→ Records to process
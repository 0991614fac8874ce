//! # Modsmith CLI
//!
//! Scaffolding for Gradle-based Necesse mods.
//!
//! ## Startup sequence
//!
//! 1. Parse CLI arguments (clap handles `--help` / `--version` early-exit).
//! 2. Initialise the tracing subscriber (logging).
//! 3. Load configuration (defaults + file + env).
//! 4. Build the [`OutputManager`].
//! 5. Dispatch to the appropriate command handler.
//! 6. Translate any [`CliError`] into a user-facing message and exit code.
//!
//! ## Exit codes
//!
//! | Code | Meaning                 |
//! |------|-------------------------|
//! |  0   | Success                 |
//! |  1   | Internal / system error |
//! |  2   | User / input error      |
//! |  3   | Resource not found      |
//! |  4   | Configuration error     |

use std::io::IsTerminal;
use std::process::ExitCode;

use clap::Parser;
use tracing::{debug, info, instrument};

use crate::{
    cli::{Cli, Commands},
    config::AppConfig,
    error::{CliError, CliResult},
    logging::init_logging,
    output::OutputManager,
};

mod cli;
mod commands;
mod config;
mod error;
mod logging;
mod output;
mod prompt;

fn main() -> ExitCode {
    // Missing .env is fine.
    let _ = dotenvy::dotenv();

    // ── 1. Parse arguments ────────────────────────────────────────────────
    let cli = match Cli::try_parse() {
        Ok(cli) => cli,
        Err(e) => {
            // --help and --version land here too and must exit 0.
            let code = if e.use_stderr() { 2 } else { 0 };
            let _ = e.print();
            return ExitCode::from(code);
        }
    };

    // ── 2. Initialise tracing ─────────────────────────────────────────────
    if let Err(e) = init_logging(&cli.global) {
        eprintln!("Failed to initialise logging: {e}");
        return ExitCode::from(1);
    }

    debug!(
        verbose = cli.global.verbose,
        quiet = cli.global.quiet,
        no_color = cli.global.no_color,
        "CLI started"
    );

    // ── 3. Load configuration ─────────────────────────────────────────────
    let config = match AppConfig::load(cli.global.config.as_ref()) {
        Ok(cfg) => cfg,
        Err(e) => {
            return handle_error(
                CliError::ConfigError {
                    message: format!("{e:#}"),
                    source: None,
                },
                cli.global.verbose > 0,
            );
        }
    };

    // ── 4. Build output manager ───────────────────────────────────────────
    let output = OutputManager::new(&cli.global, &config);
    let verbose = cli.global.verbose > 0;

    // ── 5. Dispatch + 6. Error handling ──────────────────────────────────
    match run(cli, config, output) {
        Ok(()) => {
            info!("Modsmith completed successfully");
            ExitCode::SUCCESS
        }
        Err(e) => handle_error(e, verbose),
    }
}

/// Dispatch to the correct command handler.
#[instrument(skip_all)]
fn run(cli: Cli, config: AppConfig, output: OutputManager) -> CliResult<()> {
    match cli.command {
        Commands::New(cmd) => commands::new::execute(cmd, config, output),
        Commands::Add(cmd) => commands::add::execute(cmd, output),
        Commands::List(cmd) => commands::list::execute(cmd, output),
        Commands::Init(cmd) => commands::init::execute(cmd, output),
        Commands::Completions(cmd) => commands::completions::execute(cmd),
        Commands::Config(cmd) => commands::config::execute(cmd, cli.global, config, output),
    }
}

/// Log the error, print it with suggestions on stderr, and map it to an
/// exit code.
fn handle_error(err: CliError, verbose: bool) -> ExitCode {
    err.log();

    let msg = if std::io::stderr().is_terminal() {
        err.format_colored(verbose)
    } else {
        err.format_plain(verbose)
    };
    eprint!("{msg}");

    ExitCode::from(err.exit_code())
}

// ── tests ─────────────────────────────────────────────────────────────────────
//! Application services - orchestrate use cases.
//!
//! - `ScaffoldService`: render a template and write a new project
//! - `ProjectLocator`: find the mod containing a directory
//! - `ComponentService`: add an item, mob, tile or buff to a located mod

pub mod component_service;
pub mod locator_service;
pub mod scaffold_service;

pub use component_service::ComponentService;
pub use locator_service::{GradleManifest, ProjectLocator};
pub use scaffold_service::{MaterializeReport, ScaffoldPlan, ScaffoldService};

→ Aim of the exercise
What is the number of lines in the listing that include "ScaffoldService"? Answer with that number only.

→ Task output
2